## Records to use
use anyhow::Result;
use crossbeam_queue::ArrayQueue;
use log::{debug, error, warn};
use std::path::PathBuf;
use std::sync::atomic::{AtomicI64, AtomicU64, AtomicU8, Ordering};
use std::sync::Mutex;
use std::time::{Duration, Instant};
use sysinfo::{Pid, System};

use crate::backend::{FileBackend, MemoryBackend, SorterBackend};
use crate::config::{SorterConfig, BACKEND_CACHE_SIZE};

/// Allocates run backends under a soft memory budget.
///
/// Memory backends are preferred until the accounted estimate reaches
/// `max_memory_consumption` or the process RSS crosses `max_memory_pressure`;
/// after that file backends are handed out, recycled through a bounded
/// free-list so the number of open spill files stays capped.
///
/// The estimate is a coarse admission tool: every allocation charges a fixed
/// `heap_size_limit` regardless of the backing medium, bounding the number of
/// in-flight runs rather than measuring real RAM. A parked file backend keeps
/// its charge; the charge is released when the backend is dropped.
///
/// All pool state is atomics plus the per-slot atomics inside the free-list;
/// there is no pool-wide lock on the alloc/dealloc path.
pub struct BackendPool {
    /// Accounted bytes. Signed: concurrent credit/charge may transiently dip
    /// below zero.
    memory_use_estimate: AtomicI64,

    /// Monotonic suffix for spill-file names.
    file_name_counter: AtomicU64,

    /// Bounded free-list of reset file backends.
    cache: ArrayQueue<FileBackend>,

    /// Spill-file directory.
    dir: PathBuf,

    heap_size_limit: i64,
    max_memory_consumption: i64,
    max_memory_pressure: u8,
    chunk_size_limit: u64,

    pressure: PressureSampler,
}

impl BackendPool {
    pub fn new(config: &SorterConfig) -> Self {
        Self {
            memory_use_estimate: AtomicI64::new(0),
            file_name_counter: AtomicU64::new(0),
            cache: ArrayQueue::new(BACKEND_CACHE_SIZE),
            dir: config.sorter_dir.clone(),
            heap_size_limit: config.heap_size_limit,
            max_memory_consumption: config.max_memory_consumption,
            max_memory_pressure: config.max_memory_pressure,
            chunk_size_limit: config.chunk_size_limit,
            pressure: PressureSampler::new(),
        }
    }

    pub fn alloc(&self) -> Result<SorterBackend> {
        if self.memory_use_estimate.load(Ordering::SeqCst) < self.max_memory_consumption
            && self.pressure.percent() < self.max_memory_pressure
        {
            self.memory_use_estimate
                .fetch_add(self.heap_size_limit, Ordering::SeqCst);
            return Ok(SorterBackend::Memory(MemoryBackend::new()));
        }

        debug!("backend pool: memory budget exhausted, using files to sort");

        if let Some(backend) = self.cache.pop() {
            debug!("backend pool: returning cached file backend");
            return Ok(SorterBackend::File(backend));
        }

        let n = self.file_name_counter.fetch_add(1, Ordering::SeqCst) + 1;
        let path = self.dir.join(format!("sort-{}", n));
        let backend = FileBackend::create(path, self.chunk_size_limit)?;

        self.memory_use_estimate
            .fetch_add(self.heap_size_limit, Ordering::SeqCst);
        Ok(SorterBackend::File(backend))
    }

    pub fn dealloc(&self, mut backend: SorterBackend) -> Result<()> {
        if let Err(e) = backend.reset() {
            // A backend that cannot be reset is leaked.
            error!("backend reset failed, leaking backend, error: {}", e);
            return Err(e);
        }

        match backend {
            SorterBackend::Memory(_) => {
                self.memory_use_estimate
                    .fetch_sub(self.heap_size_limit, Ordering::SeqCst);
                Ok(())
            }
            SorterBackend::File(file) => match self.cache.push(file) {
                Ok(()) => Ok(()),
                Err(file) => {
                    // Cache full: release the charge and drop the file.
                    self.memory_use_estimate
                        .fetch_sub(self.heap_size_limit, Ordering::SeqCst);
                    if let Err(e) = file.destroy() {
                        warn!("failed to delete spill file, error: {}", e);
                    }
                    Ok(())
                }
            },
        }
    }

    pub fn memory_use_estimate(&self) -> i64 {
        self.memory_use_estimate.load(Ordering::SeqCst)
    }
}

/// Process-RSS sampler with a one-second cache so the alloc hot path never
/// waits on `/proc` scans. Readers that lose the refresh race use the cached
/// value.
struct PressureSampler {
    inner: Mutex<SamplerInner>,
    cached_percent: AtomicU8,
}

struct SamplerInner {
    system: System,
    last_refresh: Instant,
}

impl PressureSampler {
    fn new() -> Self {
        let mut system = System::new();
        system.refresh_memory();
        let pid = Pid::from_u32(std::process::id());
        system.refresh_process(pid);

        let sampler = Self {
            cached_percent: AtomicU8::new(0),
            inner: Mutex::new(SamplerInner {
                system,
                last_refresh: Instant::now(),
            }),
        };
        sampler.refresh(&mut sampler.inner.lock().unwrap());
        sampler
    }

    fn percent(&self) -> u8 {
        if let Ok(mut inner) = self.inner.try_lock() {
            if inner.last_refresh.elapsed() >= Duration::from_secs(1) {
                let pid = Pid::from_u32(std::process::id());
                inner.system.refresh_memory();
                inner.system.refresh_process(pid);
                self.refresh(&mut inner);
                inner.last_refresh = Instant::now();
            }
        }
        self.cached_percent.load(Ordering::Relaxed)
    }

    fn refresh(&self, inner: &mut SamplerInner) {
        let pid = Pid::from_u32(std::process::id());
        let total = inner.system.total_memory();
        let used = inner.system.process(pid).map(|p| p.memory()).unwrap_or(0);
        let percent = if total == 0 {
            0
        } else {
            (used.saturating_mul(100) / total).min(100) as u8
        };
        self.cached_percent.store(percent, Ordering::Relaxed);
    }
}

#[cfg(test)]
mod tests {
    use super::*;
    use brook_core::event::Event;
    use brook_core::tool::setup_log;
    use tempfile::tempdir;

    fn test_config(dir: &std::path::Path, max_memory_consumption: i64) -> SorterConfig {
        let mut config = SorterConfig::new(dir);
        config.heap_size_limit = 1024;
        config.max_memory_consumption = max_memory_consumption;
        config.max_memory_pressure = 100;
        config
    }

    #[test]
    fn test_memory_backends_until_budget_exhausted() {
        setup_log();

        let dir = tempdir().unwrap();
        let pool = BackendPool::new(&test_config(dir.path(), 2048));

        let a = pool.alloc().unwrap();
        let b = pool.alloc().unwrap();
        assert!(matches!(a, SorterBackend::Memory(_)));
        assert!(matches!(b, SorterBackend::Memory(_)));
        assert_eq!(pool.memory_use_estimate(), 2048);

        // Budget reached: the next allocation spills.
        let c = pool.alloc().unwrap();
        assert!(matches!(c, SorterBackend::File(_)));

        pool.dealloc(a).unwrap();
        pool.dealloc(b).unwrap();
        // The file backend keeps its charge while parked.
        assert_eq!(pool.memory_use_estimate(), 1024);
        pool.dealloc(c).unwrap();
        assert_eq!(pool.memory_use_estimate(), 1024);
    }

    #[test]
    fn test_file_backend_recycled_through_cache() {
        setup_log();

        let dir = tempdir().unwrap();
        let pool = BackendPool::new(&test_config(dir.path(), 0));

        let mut backend = pool.alloc().unwrap();
        assert!(matches!(backend, SorterBackend::File(_)));
        backend.write_next(Event::resolved(0, 1)).unwrap();
        backend.flush().unwrap();
        pool.dealloc(backend).unwrap();

        // The cached backend is claimed before any new file is created.
        let backend = pool.alloc().unwrap();
        assert!(matches!(backend, SorterBackend::File(_)));
        assert_eq!(pool.file_name_counter.load(Ordering::SeqCst), 1);

        // And it comes back reset.
        assert_eq!(backend.size(), 0);
        pool.dealloc(backend).unwrap();
    }

    #[test]
    fn test_zero_budget_forces_files() {
        setup_log();

        let dir = tempdir().unwrap();
        let pool = BackendPool::new(&test_config(dir.path(), 0));

        for _ in 0..4 {
            let backend = pool.alloc().unwrap();
            assert!(matches!(backend, SorterBackend::File(_)));
            pool.dealloc(backend).unwrap();
        }
    }
}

## Requirement
Complete, exact output of the records is expected.

## Task output
use anyhow::Result;
use crossbeam_queue::ArrayQueue;
use log::{debug, error, warn};
use std::path::PathBuf;
use std::sync::atomic::{AtomicI64, AtomicU64, AtomicU8, Ordering};
use std::sync::Mutex;
use std::time::{Duration, Instant};
use sysinfo::{Pid, System};

use crate::backend::{FileBackend, MemoryBackend, SorterBackend};
use crate::config::{SorterConfig, BACKEND_CACHE_SIZE};

/// Allocates run backends under a soft memory budget.
///
/// Memory backends are preferred until the accounted estimate reaches
/// `max_memory_consumption` or the process RSS crosses `max_memory_pressure`;
/// after that file backends are handed out, recycled through a bounded
/// free-list so the number of open spill files stays capped.
///
/// The estimate is a coarse admission tool: every allocation charges a fixed
/// `heap_size_limit` regardless of the backing medium, bounding the number of
/// in-flight runs rather than measuring real RAM. A parked file backend keeps
/// its charge; the charge is released when the backend is dropped.
///
/// All pool state is atomics plus the per-slot atomics inside the free-list;
/// there is no pool-wide lock on the alloc/dealloc path.
pub struct BackendPool {
    /// Accounted bytes. Signed: concurrent credit/charge may transiently dip
    /// below zero.
    memory_use_estimate: AtomicI64,

    /// Monotonic suffix for spill-file names.
    file_name_counter: AtomicU64,

    /// Bounded free-list of reset file backends.
    cache: ArrayQueue<FileBackend>,

    /// Spill-file directory.
    dir: PathBuf,

    heap_size_limit: i64,
    max_memory_consumption: i64,
    max_memory_pressure: u8,
    chunk_size_limit: u64,

    pressure: PressureSampler,
}

impl BackendPool {
    pub fn new(config: &SorterConfig) -> Self {
        Self {
            memory_use_estimate: AtomicI64::new(0),
            file_name_counter: AtomicU64::new(0),
            cache: ArrayQueue::new(BACKEND_CACHE_SIZE),
            dir: config.sorter_dir.clone(),
            heap_size_limit: config.heap_size_limit,
            max_memory_consumption: config.max_memory_consumption,
            max_memory_pressure: config.max_memory_pressure,
            chunk_size_limit: config.chunk_size_limit,
            pressure: PressureSampler::new(),
        }
    }

    pub fn alloc(&self) -> Result<SorterBackend> {
        if self.memory_use_estimate.load(Ordering::SeqCst) < self.max_memory_consumption
            && self.pressure.percent() < self.max_memory_pressure
        {
            self.memory_use_estimate
                .fetch_add(self.heap_size_limit, Ordering::SeqCst);
            return Ok(SorterBackend::Memory(MemoryBackend::new()));
        }

        debug!("backend pool: memory budget exhausted, using files to sort");

        if let Some(backend) = self.cache.pop() {
            debug!("backend pool: returning cached file backend");
            return Ok(SorterBackend::File(backend));
        }

        let n = self.file_name_counter.fetch_add(1, Ordering::SeqCst) + 1;
        let path = self.dir.join(format!("sort-{}", n));
        let backend = FileBackend::create(path, self.chunk_size_limit)?;

        self.memory_use_estimate
            .fetch_add(self.heap_size_limit, Ordering::SeqCst);
        Ok(SorterBackend::File(backend))
    }

    pub fn dealloc(&self, mut backend: SorterBackend) -> Result<()> {
        if let Err(e) = backend.reset() {
            // A backend that cannot be reset is leaked.
            error!("backend reset failed, leaking backend, error: {}", e);
            return Err(e);
        }

        match backend {
            SorterBackend::Memory(_) => {
                self.memory_use_estimate
                    .fetch_sub(self.heap_size_limit, Ordering::SeqCst);
                Ok(())
            }
            SorterBackend::File(file) => match self.cache.push(file) {
                Ok(()) => Ok(()),
                Err(file) => {
                    // Cache full: release the charge and drop the file.
                    self.memory_use_estimate
                        .fetch_sub(self.heap_size_limit, Ordering::SeqCst);
                    if let Err(e) = file.destroy() {
                        warn!("failed to delete spill file, error: {}", e);
                    }
                    Ok(())
                }
            },
        }
    }

    pub fn memory_use_estimate(&self) -> i64 {
        self.memory_use_estimate.load(Ordering::SeqCst)
    }
}

/// Process-RSS sampler with a one-second cache so the alloc hot path never
/// waits on `/proc` scans. Readers that lose the refresh race use the cached
/// value.
struct PressureSampler {
    inner: Mutex<SamplerInner>,
    cached_percent: AtomicU8,
}

struct SamplerInner {
    system: System,
    last_refresh: Instant,
}

impl PressureSampler {
    fn new() -> Self {
        let mut system = System::new();
        system.refresh_memory();
        let pid = Pid::from_u32(std::process::id());
        system.refresh_process(pid);

        let sampler = Self {
            cached_percent: AtomicU8::new(0),
            inner: Mutex::new(SamplerInner {
                system,
                last_refresh: Instant::now(),
            }),
        };
        sampler.refresh(&mut sampler.inner.lock().unwrap());
        sampler
    }

    fn percent(&self) -> u8 {
        if let Ok(mut inner) = self.inner.try_lock() {
            if inner.last_refresh.elapsed() >= Duration::from_secs(1) {
                let pid = Pid::from_u32(std::process::id());
                inner.system.refresh_memory();
                inner.system.refresh_process(pid);
                self.refresh(&mut inner);
                inner.last_refresh = Instant::now();
            }
        }
        self.cached_percent.load(Ordering::Relaxed)
    }

    fn refresh(&self, inner: &mut SamplerInner) {
        let pid = Pid::from_u32(std::process::id());
        let total = inner.system.total_memory();
        let used = inner.system.process(pid).map(|p| p.memory()).unwrap_or(0);
        let percent = if total == 0 {
            0
        } else {
            (used.saturating_mul(100) / total).min(100) as u8
        };
        self.cached_percent.store(percent, Ordering::Relaxed);
    }
}

#[cfg(test)]
mod tests {
    use super::*;
    use brook_core::event::Event;
    use brook_core::tool::setup_log;
    use tempfile::tempdir;

    fn test_config(dir: &std::path::Path, max_memory_consumption: i64) -> SorterConfig {
        let mut config = SorterConfig::new(dir);
        config.heap_size_limit = 1024;
        config.max_memory_consumption = max_memory_consumption;
        config.max_memory_pressure = 100;
        config
    }

    #[test]
    fn test_memory_backends_until_budget_exhausted() {
        setup_log();

        let dir = tempdir().unwrap();
        let pool = BackendPool::new(&test_config(dir.path(), 2048));

        let a = pool.alloc().unwrap();
        let b = pool.alloc().unwrap();
        assert!(matches!(a, SorterBackend::Memory(_)));
        assert!(matches!(b, SorterBackend::Memory(_)));
        assert_eq!(pool.memory_use_estimate(), 2048);

        // Budget reached: the next allocation spills.
        let c = pool.alloc().unwrap();
        assert!(matches!(c, SorterBackend::File(_)));

        pool.dealloc(a).unwrap();
        pool.dealloc(b).unwrap();
        // The file backend keeps its charge while parked.
        assert_eq!(pool.memory_use_estimate(), 1024);
        pool.dealloc(c).unwrap();
        assert_eq!(pool.memory_use_estimate(), 1024);
    }

    #[test]
    fn test_file_backend_recycled_through_cache() {
        setup_log();

        let dir = tempdir().unwrap();
        let pool = BackendPool::new(&test_config(dir.path(), 0));

        let mut backend = pool.alloc().unwrap();
        assert!(matches!(backend, SorterBackend::File(_)));
        backend.write_next(Event::resolved(0, 1)).unwrap();
        backend.flush().unwrap();
        pool.dealloc(backend).unwrap();

        // The cached backend is claimed before any new file is created.
        let backend = pool.alloc().unwrap();
        assert!(matches!(backend, SorterBackend::File(_)));
        assert_eq!(pool.file_name_counter.load(Ordering::SeqCst), 1);

        // And it comes back reset.
        assert_eq!(backend.size(), 0);
        pool.dealloc(backend).unwrap();
    }

    #[test]
    fn test_zero_budget_forces_files() {
        setup_log();

        let dir = tempdir().unwrap();
        let pool = BackendPool::new(&test_config(dir.path(), 0));

        for _ in 0..4 {
            let backend = pool.alloc().unwrap();
            assert!(matches!(backend, SorterBackend::File(_)));
            pool.dealloc(backend).unwrap();
        }
    }
}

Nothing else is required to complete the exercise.